18. The computer-readable storage medium of claim 12 further comprising:

instructions for receiving a first set of data from the client computing device to be stored at the data storage appliance;

instructions for storing the first set of data at the primary cache; and

instructions for marking the first set of data as dirty data.

19. The computer-readable storage medium of claim 18 further comprising:

instructions for identifying, in response to a trigger condition, the dirty data stored at the primary cache;

instructions for storing the dirty data at a persistent storage device associated with the data storage appliance; and

instructions for marking, in response to the storing, the dirty data in the primary cache as clean data.

20. The computer-readable storage medium of claim 18 further comprising:

instructions for confirming by the data storage appliance that a storage space in the primary cache is below a specified threshold;

instructions for identifying data that is marked as clean data in the primary cache; and

instructions for evicting the clean data from the primary cache to the victim cache for the data storage appliance.

21. A system comprising:

a processor;

a first component configured to receive a set of data from a client computing device at a data storage appliance executing in a distributed computing system;

a second component configured to confirm that a storage space in a primary cache associated with the data storage appliance is below a threshold;

a third component configured to identify data that is marked as clean data in the primary cache, the clean data being a portion of the data in the primary cache that is marked as the clean data if the portion of the data is stored at a persistent storage device associated with the data storage appliance;

a fourth component to evict the clean data from the primary cache to a cache node of a cache cluster associated with the distributed computing system, the cache cluster acting as a victim cache for the data storage appliance; and

a fifth component to store the set of data at the primary cache.
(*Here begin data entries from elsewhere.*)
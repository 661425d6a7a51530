//! Gateway API `HTTPRoute`s

use super::{api_resource, apply_dns_probe, convert, Definition, ParentRef, STATUS_OK};
use crate::{config::Config, endpoint::Endpoint};
use k8s_gateway_api::{HttpRoute, GROUP};
use kube::ResourceExt;

pub fn definition() -> Definition<HttpRoute> {
    Definition {
        resource: api_resource(GROUP, "v1", "HTTPRoute", "httproutes"),
        convert: convert::<HttpRoute>,
        auto_enabled,
        filter: Some(filter),
        extract_url: Some(extract_url),
        assign_conditions: Some(assign_conditions),
        apply_guarded: Some(apply_guarded),
        group: Some(group),
        parent: Some(parent),
    }
}

fn auto_enabled(config: &Config) -> bool {
    config.auto_httproute
}

/// Only routes attached to the configured gateway are monitored.
fn filter(route: &HttpRoute, config: &Config) -> bool {
    match config.gateway_name.as_deref() {
        Some(gateway) => route.parent_refs().iter().any(|p| p.name == gateway),
        None => true,
    }
}

fn extract_url(route: &HttpRoute) -> String {
    match route.first_hostname() {
        Some(host) if host.starts_with("http") => host.to_string(),
        Some(host) => format!("https://{host}"),
        None => String::new(),
    }
}

fn assign_conditions(_: &Config, _: &HttpRoute, ep: &mut Endpoint) {
    ep.conditions = vec![STATUS_OK.to_string()];
}

fn apply_guarded(route: &HttpRoute, ep: &mut Endpoint) {
    apply_dns_probe(route.first_hostname().unwrap_or_default(), ep);
}

fn group(route: &HttpRoute) -> Option<String> {
    route.parent_refs().first().map(|p| p.name.clone())
}

/// Routes inherit annotations from the first gateway they attach to.
fn parent(route: &HttpRoute) -> Option<ParentRef> {
    let parent = route.parent_refs().first()?;
    if !parent.is_gateway() {
        return None;
    }

    let group = parent.group.as_deref().unwrap_or(GROUP);
    Some(ParentRef {
        resource: api_resource(group, "v1", "Gateway", "gateways"),
        namespace: parent.namespace.clone().or_else(|| route.namespace()),
        name: parent.name.clone(),
    })
}

#[cfg(test)]
mod test {
    use super::*;
    use crate::resources::Handler;

    fn route(value: serde_json::Value) -> HttpRoute {
        serde_json::from_value(value).expect("route must parse")
    }

    fn api_route() -> HttpRoute {
        route(serde_json::json!({
            "apiVersion": "gateway.networking.k8s.io/v1",
            "kind": "HTTPRoute",
            "metadata": { "name": "api", "namespace": "apps" },
            "spec": {
                "parentRefs": [{ "name": "internal", "namespace": "network" }],
                "hostnames": ["api.example.com", "api.example.org"]
            }
        }))
    }

    #[test]
    fn url_from_first_hostname() {
        assert_eq!(extract_url(&api_route()), "https://api.example.com");

        let explicit = route(serde_json::json!({
            "apiVersion": "gateway.networking.k8s.io/v1",
            "kind": "HTTPRoute",
            "metadata": { "name": "api" },
            "spec": { "hostnames": ["http://api.example.com"] }
        }));
        assert_eq!(extract_url(&explicit), "http://api.example.com");

        let none = route(serde_json::json!({
            "apiVersion": "gateway.networking.k8s.io/v1",
            "kind": "HTTPRoute",
            "metadata": { "name": "api" },
            "spec": {}
        }));
        assert_eq!(extract_url(&none), "");
    }

    #[test]
    fn filters_by_gateway() {
        let handler = Handler::new(definition());
        let mut config = Config::default();
        assert!(handler.should_process(&api_route(), &config));

        config.gateway_name = Some("internal".to_string());
        assert!(handler.should_process(&api_route(), &config));

        config.gateway_name = Some("external".to_string());
        assert!(!handler.should_process(&api_route(), &config));
    }

    #[test]
    fn gateway_parent() {
        assert_eq!(
            parent(&api_route()),
            Some(ParentRef {
                resource: api_resource(GROUP, "v1", "Gateway", "gateways"),
                namespace: Some("network".to_string()),
                name: "internal".to_string(),
            })
        );

        let local = route(serde_json::json!({
            "apiVersion": "gateway.networking.k8s.io/v1",
            "kind": "HTTPRoute",
            "metadata": { "name": "api", "namespace": "apps" },
            "spec": { "parentRefs": [{ "name": "internal" }] }
        }));
        assert_eq!(parent(&local).and_then(|p| p.namespace).as_deref(), Some("apps"));

        let mesh = route(serde_json::json!({
            "apiVersion": "gateway.networking.k8s.io/v1",
            "kind": "HTTPRoute",
            "metadata": { "name": "api", "namespace": "apps" },
            "spec": { "parentRefs": [{ "kind": "Service", "group": "", "name": "api" }] }
        }));
        assert_eq!(parent(&mesh), None);
    }

    #[test]
    fn guarded_probe() {
        let mut ep = Endpoint::new("api", "https://api.example.com", "1m");
        ep.guarded = true;
        Handler::new(definition()).apply_template(&Config::default(), &api_route(), &mut ep);
        assert_eq!(ep.url, "1.1.1.1");
        assert_eq!(ep.conditions, vec!["len([BODY]) == 0"]);
        assert_eq!(
            ep.dns.get("query-name").and_then(|v| v.as_str()),
            Some("api.example.com")
        );
    }

    #[test]
    fn groups_by_gateway() {
        assert_eq!(group(&api_route()).as_deref(), Some("internal"));
    }
}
22. The system of claim 21, wherein the first component is further configured to receive a read request for a first set of data stored at the data storage appliance, and wherein the system further comprises:

a sixth component configured to: determine if the first set of data is stored at the primary cache, and responsive to a determination that the first set of data is not available at the primary cache, retrieve the first set of data from the victim cache, and

a seventh component to transmit the first set of data to the client computing device.

23. The system of claim 22, wherein the sixth component is further configured to: determine if the first set of data is stored at the victim cache, and

responsive to a determination that the first set of data is not stored at the victim cache, retrieve the first set of data from the persistent storage device.

24. The system of claim 21, wherein the data storage appliance is a virtual data storage server executing on a hypervisor in the distributed computing system.

25. The system of claim 21, wherein the fifth component is further configured to mark the set of data at the primary cache as dirty data.

26. The system of claim 25, wherein the fifth component is further configured to:

store, in response to a trigger condition, data that is marked as dirty data in the primary cache at the persistent storage device, and

mark, in response to storing the set of data at the persistent storage device, the set of data in the primary cache as the clean data.